Required work
The answer is the set of lines that include "Result", copied from the data below.

Records for processing
-------
//! Deviation circuit breaker

use crate::error::{GraphError, Result};
use crate::node::{child_tick, type_meta, Node};
use bn::DecFloatPointNumber;
use std::sync::Arc;
use types::{Meta, Point, PointError};

/// Passes the value child through while it stays within `threshold` relative deviation
/// of the reference child
#[derive(Debug)]
pub struct DevCircuitBreakerNode {
    threshold: DecFloatPointNumber,
    children: Vec<Arc<Node>>,
}

impl DevCircuitBreakerNode {
    pub fn new(value: Arc<Node>, reference: Arc<Node>, threshold: DecFloatPointNumber) -> Result<Self> {
        if threshold.sign() <= 0 {
            return Err(GraphError::InvalidThreshold(format!(
                "deviation threshold must be positive, got {threshold}"
            )));
        }
        Ok(Self {
            threshold,
            children: vec![value, reference],
        })
    }

    pub fn nodes(&self) -> &[Arc<Node>] {
        &self.children
    }

    pub fn meta(&self) -> Meta {
        let mut meta = type_meta("dev_circuit_breaker");
        meta.insert("threshold".into(), self.threshold.to_string().into());
        meta
    }

    pub fn data_point(&self) -> Point {
        let value = self.children[0].data_point();
        let reference = self.children[1].data_point();
        match self.check(&value, &reference) {
            Ok(()) => value,
            Err(err) => Point::from_error(err).with_sub_points(vec![value, reference]),
        }
    }

    fn check(&self, value: &Point, reference: &Point) -> std::result::Result<(), PointError> {
        let value_tick = child_tick(value)?;
        let reference_tick = child_tick(reference)?;
        let (Some(price), Some(reference_price)) = (&value_tick.price, &reference_tick.price) else {
            return Err(PointError::aggregation("circuit breaker inputs have no price"));
        };

        let deviation = (price - reference_price).abs().checked_div(reference_price)?;
        if deviation > self.threshold {
            return Err(PointError::aggregation(format!(
                "{} deviates {} from reference {}, above threshold {}",
                price, deviation, reference_price, self.threshold
            )));
        }
        Ok(())
    }
}

#[cfg(test)]
mod tests {
    use super::*;
    use crate::origin::OriginNode;
    use std::time::Duration;
    use types::{Pair, Tick};

    fn leaf(price: &str) -> Arc<Node> {
        let pair = Pair::new("STETH", "ETH");
        let node = OriginNode::new("curve", pair.clone(), Duration::from_secs(60), Duration::from_secs(600)).unwrap();
        node.record(Point::new(Tick::new(pair, price.parse().unwrap()), chrono::Utc::now()))
            .unwrap();
        Arc::new(Node::Origin(node))
    }

    #[test]
    fn test_within_threshold_passes_value() {
        let breaker = DevCircuitBreakerNode::new(leaf("0.999"), leaf("1"), "0.02".parse().unwrap()).unwrap();
        let point = breaker.data_point();
        assert_eq!(point.tick().unwrap().price.as_ref().unwrap().to_string(), "0.999");
    }

    #[test]
    fn test_large_deviation_trips() {
        let breaker = DevCircuitBreakerNode::new(leaf("0.95"), leaf("1"), "0.02".parse().unwrap()).unwrap();
        let point = breaker.data_point();
        let err = point.error.unwrap();
        assert!(err.message.contains("deviates 0.05"));
        assert_eq!(point.sub_points.len(), 2);
    }

    #[test]
    fn test_threshold_must_be_positive() {
        assert!(DevCircuitBreakerNode::new(leaf("1"), leaf("1"), DecFloatPointNumber::zero()).is_err());
    }
}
-------
Reply to the exercise
use crate::error::{GraphError, Result};
    pub fn new(value: Arc<Node>, reference: Arc<Node>, threshold: DecFloatPointNumber) -> Result<Self> {
    fn check(&self, value: &Point, reference: &Point) -> std::result::Result<(), PointError> {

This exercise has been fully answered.